Traces of filesystem activity play a crucial role in analyzing system behavior, enabling researchers to gain valuable insights into various aspects of file management. However, obtaining accurate and comprehensive traces can be challenging, often requiring modifications to the filesystems being monitored and incurring runtime overhead. Consequently, there is a scarcity of filesystem traces, limiting the availability of sample workloads for researchers.

In this article, we present a portable toolkit that addresses these challenges by deriving approximate traces of NFS (Network File System) activity through passive network monitoring. Our toolkit utilizes a promiscuous Ethernet listener interface to capture and reconstruct NFS-related RPC (Remote Procedure Call) packets, providing detailed traces of NFS activity and corresponding client system calls. This powerful tool is currently in use at Princeton University and other sites, and it is readily accessible through anonymous ftp.


Filesystem traces are an integral part of analyzing computer system behavior, serving as a foundation for studying program performance, memory access patterns, and filesystem activity. However, capturing meaningful filesystem traces can be particularly demanding. Filesystem behavior often extends over long periods, necessitating the collection of extensive traces that may span weeks or even months. Modifying the filesystem itself to gather trace data is a complex task that can introduce undesirable runtime overhead. Additionally, the challenges are amplified in distributed filesystems, especially when the network comprises heterogeneous machines. Consequently, the number of conducted traces for Unix filesystem workloads remains relatively small, primarily limited to computing research environments.

Given that distributed filesystems transmit their activity over a network, it seems reasonable to leverage network monitoring to obtain traces of such systems. Ethernet-based networks are well-suited for this purpose since traffic is broadcast to all connected machines within a subnetwork. Numerous general-purpose network monitoring tools exist that listen “promiscuously” to the Ethernet they are connected to. However, the information provided by these tools is often insufficient for constructing meaningful filesystem traces, as filesystem operations can span multiple packets and rely on the context of previous operations.
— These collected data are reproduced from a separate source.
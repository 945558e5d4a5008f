//! Loop search result types

use crate::config::ScoreWeights;
use crate::features::crossfade::CrossfadeCurve;
use serde::{Deserialize, Serialize};

/// Sub-scores of a loop candidate (lower is better)
#[derive(Debug, Clone, Copy, PartialEq, Serialize, Deserialize)]
pub struct LoopScores {
    /// `sqrt(Σ(head-tail)²) / L`
    pub amplitude: f32,

    /// Mean absolute first-difference mismatch
    pub slope: f32,

    /// Log-magnitude spectral distance between head and tail
    pub spectral: f32,

    /// Weighted composite `J`
    ///
    /// Only meaningful for ranking candidates of the same search; there is no
    /// absolute quality scale.
    pub composite: f32,
}

impl LoopScores {
    /// Combine sub-scores with the given weights
    pub fn new(amplitude: f32, slope: f32, spectral: f32, weights: &ScoreWeights) -> Self {
        Self {
            amplitude,
            slope,
            spectral,
            composite: weights.amplitude * amplitude
                + weights.slope * slope
                + weights.spectral * spectral,
        }
    }
}

/// Winning `(start, end)` pair of a loop search
///
/// Head window is `[start, start + L)`, tail window is `[end - L, end)`.
#[derive(Debug, Clone, Copy, PartialEq, Serialize, Deserialize)]
pub struct LoopCandidate {
    /// Loop start sample (inclusive)
    pub start: usize,
    /// Loop end sample (exclusive); playback jumps from here back to `start`
    pub end: usize,
    /// Scores of this candidate
    pub scores: LoopScores,
}

/// A loop whose seam has been written into the buffer
#[derive(Debug, Clone, Copy, PartialEq, Serialize, Deserialize)]
pub struct LoopMatch {
    /// Loop start sample (inclusive)
    pub start: usize,
    /// Loop end sample (exclusive)
    pub end: usize,
    /// Seam length `L` written at `[start, start + L)`
    pub overlap: usize,
    /// Crossfade curve used for the seam
    pub curve: CrossfadeCurve,
    /// Circular shift applied to the tail window by phase alignment
    pub shift: isize,
    /// Scores of the winning candidate from the search
    pub scores: LoopScores,
}

impl LoopMatch {
    /// Loop length in samples
    pub fn len(&self) -> usize {
        self.end - self.start
    }

    /// True if the loop has zero length (never produced by the stitcher)
    pub fn is_empty(&self) -> bool {
        self.end <= self.start
    }

    /// Record handed to the sampler pack persistence layer
    pub fn record(&self) -> LoopRecord {
        LoopRecord::from(self)
    }
}

/// Loop entry of a sample zone in a sampler pack: `{start, end, overlap, window}`
#[derive(Debug, Clone, Copy, PartialEq, Eq, Serialize, Deserialize)]
#[serde(rename_all = "camelCase")]
pub struct LoopRecord {
    /// Loop start sample
    pub start: usize,
    /// Loop end sample
    pub end: usize,
    /// Seam length in samples
    pub overlap: usize,
    /// Seam crossfade curve
    pub window: CrossfadeCurve,
}

impl From<&LoopMatch> for LoopRecord {
    fn from(m: &LoopMatch) -> Self {
        Self {
            start: m.start,
            end: m.end,
            overlap: m.overlap,
            window: m.curve,
        }
    }
}

#[cfg(test)]
mod tests {
    use super::*;

    #[test]
    fn test_composite_uses_weights() {
        let scores = LoopScores::new(0.2, 0.4, 10.0, &ScoreWeights::default());
        assert!((scores.composite - (0.2 + 0.2 + 3.0)).abs() < 1e-6);
    }

    #[test]
    fn test_loop_record_json_shape() {
        let m = LoopMatch {
            start: 1000,
            end: 8000,
            overlap: 512,
            curve: CrossfadeCurve::EqualPower,
            shift: -2,
            scores: LoopScores::new(0.0, 0.0, 0.0, &ScoreWeights::default()),
        };
        assert_eq!(m.len(), 7000);
        let json = serde_json::to_value(m.record()).unwrap();
        assert_eq!(
            json,
            serde_json::json!({
                "start": 1000,
                "end": 8000,
                "overlap": 512,
                "window": "equalPower"
            })
        );
    }
}
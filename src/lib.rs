//! # loopseam
//!
//! Loop-point discovery and seam synthesis for sample-based instruments.
//! Given a sustained recording, finds a `(start, end)` pair where playback can
//! jump from `end` back to `start` without an audible click, and writes a
//! crossfaded seam at the loop start.
//!
//! ## Features
//!
//! - **Loop search**: exhaustive scan scored on amplitude, slope and
//!   log-magnitude spectral mismatch, parallel across loop starts (feature
//!   `parallel`)
//! - **Seam synthesis**: phase-aligned crossfade with equal-power, smoothstep
//!   or Hann curves
//! - **Zone crossfading**: blending of pitch-matched frames between adjacent
//!   velocity or pitch zones
//! - **Sample introspection**: level, clipping and spectral-shape summary
//!
//! ## Quick Start
//!
//! ```no_run
//! use loopseam::{stitch_loop_in_place, CrossfadeCurve, StitchConfig};
//!
//! // Mono f32 samples of a sustained note
//! let mut samples: Vec<f32> = vec![]; // Your audio data
//!
//! let found = stitch_loop_in_place(
//!     &mut samples,
//!     2000,
//!     46000,
//!     CrossfadeCurve::EqualPower,
//!     StitchConfig::default(),
//! )?;
//!
//! println!("Loop: {}..{} ({} samples)", found.start, found.end, found.len());
//! # Ok::<(), loopseam::StitchError>(())
//! ```
//!
//! ## Architecture
//!
//! ```text
//! Buffer → Candidate search (DC removal, scoring) → Phase alignment → Seam crossfade → LoopRecord
//! ```

#![warn(missing_docs)]
#![warn(clippy::all)]

pub mod analysis;
pub mod config;
pub mod error;
pub mod features;
pub mod preprocessing;

// Re-export main types
pub use analysis::loop_stitcher::LoopStitcher;
pub use analysis::result::{LoopCandidate, LoopMatch, LoopRecord, LoopScores};
pub use analysis::summary::{analyze_sample, SampleSummary, SummaryConfig};
pub use config::{DcMode, ScoreWeights, StitchConfig};
pub use error::StitchError;
pub use features::crossfade::zone::ZoneCrossfader;
pub use features::crossfade::CrossfadeCurve;
pub use features::spectral::SpectralDistance;
pub use preprocessing::smoothing::SlewLimiter;

/// Find the best loop in a buffer and write its crossfaded seam
///
/// Scans every `(start, end)` pair inside `[search_start, search_end)`, keeps
/// the one with the lowest composite score, phase-aligns the tail window onto
/// the head window and overwrites `[start, start + overlap)` with the seam.
///
/// # Arguments
///
/// * `buffer` - Mono samples, modified in place on success
/// * `search_start` - First sample of the search range
/// * `search_end` - One past the last sample of the search range
/// * `curve` - Seam crossfade curve
/// * `config` - Stitching configuration
///
/// # Returns
///
/// `LoopMatch` with the loop points, applied shift and candidate scores
///
/// # Errors
///
/// - `InvalidConfig` if `config` fails validation
/// - `SearchWindowTooSmall` if the range is narrower than `4 * overlap`
/// - `NoCandidateFound` if the range holds no valid candidate
///
/// The buffer is unchanged whenever an error is returned.
///
/// # Example
///
/// ```
/// use loopseam::{stitch_loop_in_place, CrossfadeCurve, StitchConfig};
///
/// let mut samples = vec![0.0f32; 100];
/// let result = stitch_loop_in_place(
///     &mut samples,
///     0,
///     100,
///     CrossfadeCurve::Hann,
///     StitchConfig::with_overlap(64),
/// );
/// assert!(result.is_err());
/// assert!(samples.iter().all(|&x| x == 0.0));
/// ```
pub fn stitch_loop_in_place(
    buffer: &mut [f32],
    search_start: usize,
    search_end: usize,
    curve: CrossfadeCurve,
    config: StitchConfig,
) -> Result<LoopMatch, StitchError> {
    LoopStitcher::new(config)?.stitch_loop_in_place(buffer, search_start, search_end, curve)
}

/// Find the best loop in a buffer without modifying it
///
/// # Errors
///
/// Same as [`stitch_loop_in_place`]
pub fn find_loop(
    buffer: &[f32],
    search_start: usize,
    search_end: usize,
    config: StitchConfig,
) -> Result<LoopCandidate, StitchError> {
    LoopStitcher::new(config)?.find_loop(buffer, search_start, search_end)
}
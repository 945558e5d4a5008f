//! Spectral analysis
//!
//! - Log-magnitude spectral distance (loop candidate scoring)
//! - Spectral shape statistics (sample summaries)

pub mod distance;
pub mod stats;

pub use distance::SpectralDistance;
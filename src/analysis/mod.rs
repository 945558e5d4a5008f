//! Loop analysis and result types
//!
//! - Loop point search and seam synthesis
//! - Result types handed to the pack persistence layer
//! - Sample introspection

pub mod loop_stitcher;
pub mod result;
pub mod summary;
While previous studies have characterized the impact of NFS traffic on network load, their focus has been primarily on understanding traffic patterns and developing statistical models of individual packet sources, destinations, and types. In contrast, our toolkit aims to collect traces of NFS file access activity by monitoring Ethernet traffic, providing a higher-level analysis of file access traffic patterns. By employing a “spy” machine with a promiscuous Ethernet interface connected to the same network as the file server, our toolkit can analyze each NFS-related packet and generate detailed traces at an appropriate level of abstraction. This allows researchers to gain deeper insights into filesystem behavior and facilitate trace-driven simulation of filesystem algorithms.

The rpcspy Program

The rpcspy program serves as the interface to the system-dependent Ethernet monitoring facility. Its primary function is to monitor network traffic, extract packets containing NFS data, and present the data in a user-friendly format. By maintaining a table of pending call packets, rpcspy ensures that a complete RPC transaction, consisting of a call and a reply, is emitted as a single record. The output format of rpcspy includes information such as timestamps, execution times, server and client names, RPC command names, and command-specific arguments and return data.
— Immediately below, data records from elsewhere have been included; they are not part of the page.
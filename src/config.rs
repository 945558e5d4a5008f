//! Configuration parameters for loop stitching

use crate::error::StitchError;
use serde::{Deserialize, Serialize};

/// DC handling applied to the head and tail windows before comparison
#[derive(Debug, Clone, Copy, PartialEq, Eq, Serialize, Deserialize)]
#[serde(rename_all = "camelCase")]
pub enum DcMode {
    /// Compare windows as recorded
    None,
    /// Subtract each window's own mean independently
    PerWindow,
}

/// Weights of the composite loop score `J`
#[derive(Debug, Clone, Copy, PartialEq, Serialize, Deserialize)]
pub struct ScoreWeights {
    /// Weight of the amplitude (L2) mismatch
    pub amplitude: f32,
    /// Weight of the first-difference (slope) mismatch
    pub slope: f32,
    /// Weight of the log-magnitude spectral distance
    pub spectral: f32,
}

impl ScoreWeights {
    /// Create a weight triple
    pub fn new(amplitude: f32, slope: f32, spectral: f32) -> Self {
        Self {
            amplitude,
            slope,
            spectral,
        }
    }
}

impl Default for ScoreWeights {
    fn default() -> Self {
        Self {
            amplitude: 1.0,
            slope: 0.5,
            spectral: 0.3,
        }
    }
}

/// Loop stitching configuration parameters
#[derive(Debug, Clone)]
pub struct StitchConfig {
    /// Seam length `L` in samples (default: 1024)
    /// Should span 2-3 periods of the lowest relevant partial of the source
    pub overlap: usize,

    /// Composite score weights (default: amplitude 1.0, slope 0.5, spectral 0.3)
    pub weights: ScoreWeights,

    /// DC removal mode for compared windows (default: PerWindow)
    pub dc_mode: DcMode,

    /// FFT size for spectral distance, a power of two (default: 1024)
    pub fft_size: usize,

    /// Log-magnitude floor in dB for spectral distance (default: -60.0)
    pub log_floor_db: f32,

    /// Largest circular shift tried by fine phase alignment (default: 8)
    pub phase_max_shift: usize,

    /// Score loop starts on the rayon thread pool (default: true)
    #[cfg(feature = "parallel")]
    pub parallel: bool,
}

impl Default for StitchConfig {
    fn default() -> Self {
        Self {
            overlap: 1024,
            weights: ScoreWeights::default(),
            dc_mode: DcMode::PerWindow,
            fft_size: 1024,
            log_floor_db: -60.0,
            phase_max_shift: 8,
            #[cfg(feature = "parallel")]
            parallel: true,
        }
    }
}

impl StitchConfig {
    /// Default configuration with a different seam length
    pub fn with_overlap(overlap: usize) -> Self {
        Self {
            overlap,
            ..Self::default()
        }
    }

    /// Check that every parameter is usable by the stitcher
    pub fn validate(&self) -> Result<(), StitchError> {
        if self.overlap < 2 {
            return Err(StitchError::InvalidConfig(format!(
                "overlap must be >= 2, got {}",
                self.overlap
            )));
        }

        // The search needs 4 * overlap samples of range
        if self.overlap.checked_mul(4).is_none() {
            return Err(StitchError::InvalidConfig(format!(
                "overlap too large: {}",
                self.overlap
            )));
        }

        if self.fft_size < 2 || !self.fft_size.is_power_of_two() {
            return Err(StitchError::InvalidConfig(format!(
                "fft_size must be a power of two >= 2, got {}",
                self.fft_size
            )));
        }

        let w = self.weights;
        for (name, value) in [
            ("amplitude", w.amplitude),
            ("slope", w.slope),
            ("spectral", w.spectral),
        ] {
            if !value.is_finite() || value < 0.0 {
                return Err(StitchError::InvalidConfig(format!(
                    "{} weight must be finite and non-negative, got {}",
                    name, value
                )));
            }
        }

        if !self.log_floor_db.is_finite() {
            return Err(StitchError::InvalidConfig(
                "log_floor_db must be finite".to_string(),
            ));
        }

        Ok(())
    }
}

#[cfg(test)]
mod tests {
    use super::*;

    #[test]
    fn test_default_config_is_valid() {
        let config = StitchConfig::default();
        assert!(config.validate().is_ok());
        assert_eq!(config.overlap, 1024);
        assert_eq!(config.weights, ScoreWeights::new(1.0, 0.5, 0.3));
        assert_eq!(config.dc_mode, DcMode::PerWindow);
        assert_eq!(config.phase_max_shift, 8);
    }

    #[test]
    fn test_rejects_tiny_overlap() {
        let config = StitchConfig::with_overlap(1);
        assert!(matches!(
            config.validate(),
            Err(StitchError::InvalidConfig(_))
        ));
    }

    #[test]
    fn test_rejects_overflowing_overlap() {
        let config = StitchConfig {
            fft_size: 64,
            ..StitchConfig::with_overlap(usize::MAX / 4 + 1)
        };
        assert!(matches!(
            config.validate(),
            Err(StitchError::InvalidConfig(_))
        ));

        let config = StitchConfig {
            fft_size: 64,
            ..StitchConfig::with_overlap(usize::MAX / 4)
        };
        assert!(config.validate().is_ok());
    }

    #[test]
    fn test_rejects_non_power_of_two_fft() {
        let config = StitchConfig {
            fft_size: 1000,
            ..StitchConfig::default()
        };
        assert!(config.validate().is_err());
    }

    #[test]
    fn test_rejects_negative_weight() {
        let config = StitchConfig {
            weights: ScoreWeights::new(1.0, -0.5, 0.3),
            ..StitchConfig::default()
        };
        assert!(config.validate().is_err());

        let config = StitchConfig {
            weights: ScoreWeights::new(f32::NAN, 0.5, 0.3),
            ..StitchConfig::default()
        };
        assert!(config.validate().is_err());
    }

    #[test]
    fn test_dc_mode_serializes_camel_case() {
        let json = serde_json::to_string(&DcMode::PerWindow).unwrap();
        assert_eq!(json, "\"perWindow\"");
    }
}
One of the key advantages of rpcspy is its configurability. Users can customize which hosts and RPC commands are traced, specify call and reply fields to be printed, tap into specific Ethernet interfaces, and set timeouts and runtime durations. While the primary purpose of rpcspy is to provide input for nfstrace, it can also be used as a simple NFS diagnostic and performance monitoring tool, offering valuable insights into current NFS activity and facilitating the identification of potential issues.

nfstrace: The Filesystem Tracing Package

While rpcspy provides traces of low-level NFS commands, it alone does not capture user-level activity, limiting its usefulness for comprehensive filesystem traces. To bridge this gap, we introduce nfstrace, a filter for rpcspy that produces a log of user-level filesystem commands that are likely to have triggered the monitored activity. nfstrace generates records each time a file is opened, providing a summary of the events. This summary includes timestamps, command times, read or write directions, file IDs, client information, transferred bytes, and file sizes.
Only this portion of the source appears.